I stand up, and with shaky hands, give him the reality check he needs. “You know what, Haden? I don’t get you. One minute I think you’re not such a bad guy and may actually have a heart beating somewhere, then the next, you act like the biggest jerk to walk this earth.”

My pride, dignity, and lack of self-control are the reasons I have to walk away. “I’m leaving. You can have your test. In fact, I’ll be booking it as soon as possible so maybe then you’ll get it through your thick skull that you’re the father.”

Saying goodbye to everyone is difficult in the state of anger I’m in, but I manage to plaster on a fake smile, doing my rounds till I can go home and officially climb into a dark hole.

This isn’t going to work. This complete stranger walks into my life and every time we are in the same air space as each other, it ends disastrously. I totally blame him. Immature and stubborn like the rest of that generation. Jason, on the other hand…he was mature. Polite, respectful. That means crap all right now because it isn’t his sperm doing laps in my uterus.

I don’t attempt reading, hoping the exhaustion will knock me out. Staring at the dark ceiling, my mind is playing tricks on me and when the light of my cell brightens the room, I welcome the distraction.

I don’t know what I’m thinking when I’m around you. Seeing your stomach tonight was a reality check. I don’t know how to be a dad.

I quickly type the first thing that comes to mind. No filter from this hormonal pregnant woman.

I’ll book the appointment first thing next week.
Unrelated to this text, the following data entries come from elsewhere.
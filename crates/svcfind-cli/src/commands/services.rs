//! The `services` subcommand runs the lookup pipeline from the session
//! filters and prints the ranked rows.

use anyhow::Context;
use clap::Args;

use svcfind_core::{AppConfig, Coordinate, Postcode};
use svcfind_data::DataClient;
use svcfind_session::{lookup_for_session, Action, SessionStore};

#[derive(Debug, Args)]
pub struct ServicesArgs {
    /// Category (service type) id to list.
    #[arg(long)]
    pub category: String,

    /// Postcode scoping the lookup.
    #[arg(long)]
    pub postcode: String,

    /// Device latitude for distance ranking.
    #[arg(long, requires = "lon")]
    pub lat: Option<f64>,

    /// Device longitude for distance ranking.
    #[arg(long, requires = "lat")]
    pub lon: Option<f64>,

    /// Print machine-readable JSON.
    #[arg(long)]
    pub json: bool,
}

/// Run the provider list flow.
///
/// # Errors
///
/// Returns an error if the postcode or coordinates fail validation, the
/// data client cannot be constructed, or the lookup itself fails.
pub async fn run(config: &AppConfig, args: ServicesArgs) -> anyhow::Result<()> {
    let postcode = Postcode::parse(&args.postcode)?;

    let mut store = SessionStore::new();
    store.dispatch(Action::SetPostcode(postcode.to_string()));
    store.dispatch(Action::SetServiceType(args.category.clone()));
    if let (Some(lat), Some(lon)) = (args.lat, args.lon) {
        store.dispatch(Action::SetLocation(Coordinate::new(lat, lon)?));
    }

    let data = DataClient::new(config)?;
    let ranked = lookup_for_session(&data, store.state())
        .await
        .context("querying services")?;

    if args.json {
        println!("{}", serde_json::to_string_pretty(&ranked)?);
        return Ok(());
    }
    if ranked.is_empty() {
        println!(
            "no providers found for category {} in postcode {postcode}",
            args.category
        );
        return Ok(());
    }
    for (index, row) in ranked.iter().enumerate() {
        match row.distance_km {
            Some(km) => println!("{:>2}. {}  ({km:.1} km)", index + 1, row.service.name),
            None => println!("{:>2}. {}", index + 1, row.service.name),
        }
        println!("    {} | {}", row.service.address, row.service.telephone);
    }
    Ok(())
}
You’ll get your answers. Then I’m off to visit my family for a few days. You don’t have to see me which is probably for the best.

Just when I place the cell down on my nightstand, I hear a knock on my door. Late night knocks aren’t exactly safe, unless of course Vicky’s been out on the town. So, armed with my frying pan and baseball bat for safe measures, I walk towards the door and stare through the peephole.

It’s him.

I unlock the deadbolt and pull off the chain to open the door. He is leaning against the door frame, with no jacket and his hair a wild mess. I can’t detect any alcohol on his breath and his eyes appear crystal clear behind his frames.

“You don’t need to do the test. I shouldn’t have asked that.”

“Too late. You did, and well, maybe it’s for the best.” I cross my arms, noticing his stare fixated on my tank that is semi see-through. He’s a guy, they are like magnets to boobs, and my boobs could qualify to be their own planets right now. Don’t read anything more into this, Presley Malone.

Quick to bring his tortured gaze back up to my face, he carries on. “I want to come with you to visit your family.”

Shocked by the change of subject, I stare back at him oddly. “Why would you want to do that? They know the whole story.”

“Because they need to meet me. I’m going to be around their grandchild every day. Surely that counts for something.”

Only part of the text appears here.